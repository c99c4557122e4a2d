// Copyright Amazon.com, Inc. or its affiliates. All Rights Reserved.
// SPDX-License-Identifier: MIT-0

use serde::Deserialize;

use crate::arn::canonicalize;
use crate::errors::TokenError;

/// The AWS principal behind a verified token.
///
/// Built fresh for every verification and never cached.
#[derive(Debug, Clone, PartialEq, Eq)]
pub struct Identity {
    /// Raw ARN returned by `sts:GetCallerIdentity`.
    pub arn: String,

    /// [`arn`](Self::arn) with assumed-role sessions rewritten to their IAM
    /// role, e.g. `arn:aws:sts::ACCOUNT:assumed-role/NAME/SESSION` becomes
    /// `arn:aws:iam::ACCOUNT:role/NAME`.
    pub canonical_arn: String,

    /// The 12 digit AWS account number.
    pub account_id: String,

    /// Unique user or role id, e.g. `AROAAAAAAAAAAAAAAAAAA`.
    pub user_id: String,

    /// STS session name, empty for IAM users. For EC2 instance roles this is
    /// the instance id. Whoever may assume the role controls this value, so
    /// only trust it when that set of principals is trusted.
    pub session_name: String,
}

/// JSON envelope of a `GetCallerIdentity` response.
#[derive(Debug, Clone, Deserialize)]
pub struct CallerIdentityEnvelope {
    #[serde(rename = "GetCallerIdentityResponse")]
    pub response: CallerIdentityResponse,
}

#[derive(Debug, Clone, Deserialize)]
pub struct CallerIdentityResponse {
    #[serde(rename = "GetCallerIdentityResult")]
    pub result: CallerIdentityResult,
    #[serde(rename = "ResponseMetadata", default)]
    pub metadata: Option<ResponseMetadata>,
}

#[derive(Debug, Clone, Deserialize)]
pub struct CallerIdentityResult {
    #[serde(rename = "Account")]
    pub account: String,
    #[serde(rename = "Arn")]
    pub arn: String,
    #[serde(rename = "UserId")]
    pub user_id: String,
}

#[derive(Debug, Clone, Deserialize)]
pub struct ResponseMetadata {
    #[serde(rename = "RequestId")]
    pub request_id: String,
}

/// Splits `UserId` into the principal id and an optional session name.
///
/// STS reports `USERID` for IAM users and `USERID:SESSION` for session based
/// principals. Anything else is rejected.
pub fn split_user_id(user_id: &str) -> Result<(String, String), TokenError> {
    let parts: Vec<&str> = if user_id.is_empty() {
        Vec::new()
    } else {
        user_id.split(':').collect()
    };

    match parts.as_slice() {
        [id] => Ok((id.to_string(), String::new())),
        [id, session] => Ok((id.to_string(), session.to_string())),
        _ => Err(TokenError::MalformedResponse(format!(
            "malformed UserID {user_id:?}"
        ))),
    }
}

impl Identity {
    pub fn from_response_body(body: &[u8]) -> Result<Self, TokenError> {
        let envelope: CallerIdentityEnvelope = serde_json::from_slice(body)
            .map_err(|err| TokenError::MalformedResponse(err.to_string()))?;

        if let Some(metadata) = &envelope.response.metadata {
            tracing::debug!("[token] STS request id: {}", metadata.request_id);
        }

        Self::try_from(envelope.response.result)
    }
}

impl TryFrom<CallerIdentityResult> for Identity {
    type Error = TokenError;

    fn try_from(result: CallerIdentityResult) -> Result<Self, Self::Error> {
        let (user_id, session_name) = split_user_id(&result.user_id)?;
        let canonical_arn = canonicalize(&result.arn)?;

        Ok(Self {
            arn: result.arn,
            canonical_arn,
            account_id: result.account,
            user_id,
            session_name,
        })
    }
}

#[cfg(test)]
mod tests {
    use super::*;
    use serde_json::json;

    fn body(arn: &str, user_id: &str) -> Vec<u8> {
        json!({
            "GetCallerIdentityResponse": {
                "GetCallerIdentityResult": {
                    "Account": "123456789012",
                    "Arn": arn,
                    "UserId": user_id
                },
                "ResponseMetadata": {"RequestId": "c6104cbe-af31-11e0-8154-cbc7ccf896c7"}
            }
        })
        .to_string()
        .into_bytes()
    }

    #[test]
    fn test_split_user_id() {
        assert_eq!(
            split_user_id("AIDACKCEVSQ6C2EXAMPLE").unwrap(),
            ("AIDACKCEVSQ6C2EXAMPLE".to_string(), String::new())
        );
        assert_eq!(
            split_user_id("AROAEXAMPLE:i-0123456789abcdef0").unwrap(),
            ("AROAEXAMPLE".to_string(), "i-0123456789abcdef0".to_string())
        );
    }

    #[test]
    fn test_split_user_id_rejects_other_shapes() {
        for user_id in ["", "a:b:c", "a:b:c:d"] {
            let err = split_user_id(user_id).unwrap_err();
            assert!(err.to_string().contains("malformed UserID"), "{user_id}");
        }
    }

    #[test]
    fn test_from_response_body_assumed_role() {
        let identity = Identity::from_response_body(&body(
            "arn:aws:sts::123456789012:assumed-role/Deploy/ci",
            "AROAEXAMPLE:ci",
        ))
        .unwrap();

        assert_eq!(identity.arn, "arn:aws:sts::123456789012:assumed-role/Deploy/ci");
        assert_eq!(identity.canonical_arn, "arn:aws:iam::123456789012:role/Deploy");
        assert_eq!(identity.account_id, "123456789012");
        assert_eq!(identity.user_id, "AROAEXAMPLE");
        assert_eq!(identity.session_name, "ci");
    }

    #[test]
    fn test_from_response_body_without_metadata() {
        let body = json!({
            "GetCallerIdentityResponse": {
                "GetCallerIdentityResult": {
                    "Account": "123456789012",
                    "Arn": "arn:aws:iam::123456789012:root",
                    "UserId": "123456789012"
                }
            }
        })
        .to_string();

        let identity = Identity::from_response_body(body.as_bytes()).unwrap();
        assert_eq!(identity.canonical_arn, "arn:aws:iam::123456789012:root");
    }

    #[test]
    fn test_from_response_body_rejects_garbage() {
        let err = Identity::from_response_body(b"<xml/>").unwrap_err();
        assert!(matches!(err, TokenError::MalformedResponse(_)));

        let err = Identity::from_response_body(br#"{"GetCallerIdentityResponse": {}}"#).unwrap_err();
        assert!(matches!(err, TokenError::MalformedResponse(_)));
    }

    #[test]
    fn test_from_response_body_rejects_unsupported_principal() {
        let err = Identity::from_response_body(&body("arn:aws:s3:::bucket", "Alice")).unwrap_err();
        assert!(matches!(err, TokenError::InvalidIdentity(_)));
    }
}
// Copyright Amazon.com, Inc. or its affiliates. All Rights Reserved.
// SPDX-License-Identifier: MIT-0

//! Error types for token generation, verification and ARN canonicalization.
//!
//! Every verification stage fails closed with one of the [`TokenError`]
//! variants below. The distinctions are meant for logs and metrics; callers
//! facing untrusted clients should collapse them into a single outcome.

/// Failures of [`canonicalize`](crate::arn::canonicalize).
#[derive(thiserror::Error, Debug, Clone, PartialEq, Eq)]
pub enum ArnError {
    #[error("arn '{0}' is invalid")]
    Invalid(String),
    #[error("arn '{0}' does not have a recognized partition")]
    UnrecognizedPartition(String),
    #[error("assumed-role arn '{0}' does not have a role")]
    AssumedRoleWithoutRole(String),
    #[error("unrecognized resource {0} for service sts")]
    UnrecognizedStsResource(String),
    #[error("unrecognized resource {0} for service iam")]
    UnrecognizedIamResource(String),
    #[error("service {service} in arn {arn} is not a valid service for identities")]
    InvalidService { service: String, arn: String },
}

#[derive(thiserror::Error, Debug, Clone, PartialEq, Eq)]
pub enum TokenError {
    /// The token failed structural validation.
    #[error("malformed token: {0}")]
    MalformedToken(String),
    /// The embedded request violates a security invariant.
    #[error("untrusted request: {0}")]
    UntrustedRequest(String),
    /// STS could not be reached or the response could not be read.
    #[error("AWS STS unavailable: {0}")]
    UpstreamUnavailable(String),
    /// STS answered but refused the signed request.
    #[error("AWS STS error (expected HTTP 200, got HTTP {status})")]
    UpstreamRejected { status: u16 },
    #[error("malformed AWS STS response: {0}")]
    MalformedResponse(String),
    #[error("invalid identity: {0}")]
    InvalidIdentity(#[from] ArnError),
    /// No presigned request could be produced (e.g. no ambient credentials).
    #[error("failed to presign request: {0}")]
    Signing(String),
    #[error("failed to build HTTP client: {0}")]
    Transport(String),
}

impl TokenError {
    /// Whether the failure points at a tampered or forged token.
    pub fn is_suspicious(&self) -> bool {
        matches!(self, Self::UntrustedRequest(_))
    }

    /// Whether the failure needs operator attention rather than a new token.
    pub fn is_operational(&self) -> bool {
        matches!(
            self,
            Self::UpstreamUnavailable(_) | Self::MalformedResponse(_) | Self::Transport(_)
        )
    }
}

* * * * * * *

* [Task objective]
Return exactly the lines from the beginning of the data above through the one containing "pub struct Identity", please. Include both end lines and add nothing else.

* [Answer space]
repository c99c4557122e4a2d
// Copyright Amazon.com, Inc. or its affiliates. All Rights Reserved.
// SPDX-License-Identifier: MIT-0

use serde::Deserialize;

use crate::arn::canonicalize;
use crate::errors::TokenError;

/// The AWS principal behind a verified token.
///
/// Built fresh for every verification and never cached.
#[derive(Debug, Clone, PartialEq, Eq)]
pub struct Identity {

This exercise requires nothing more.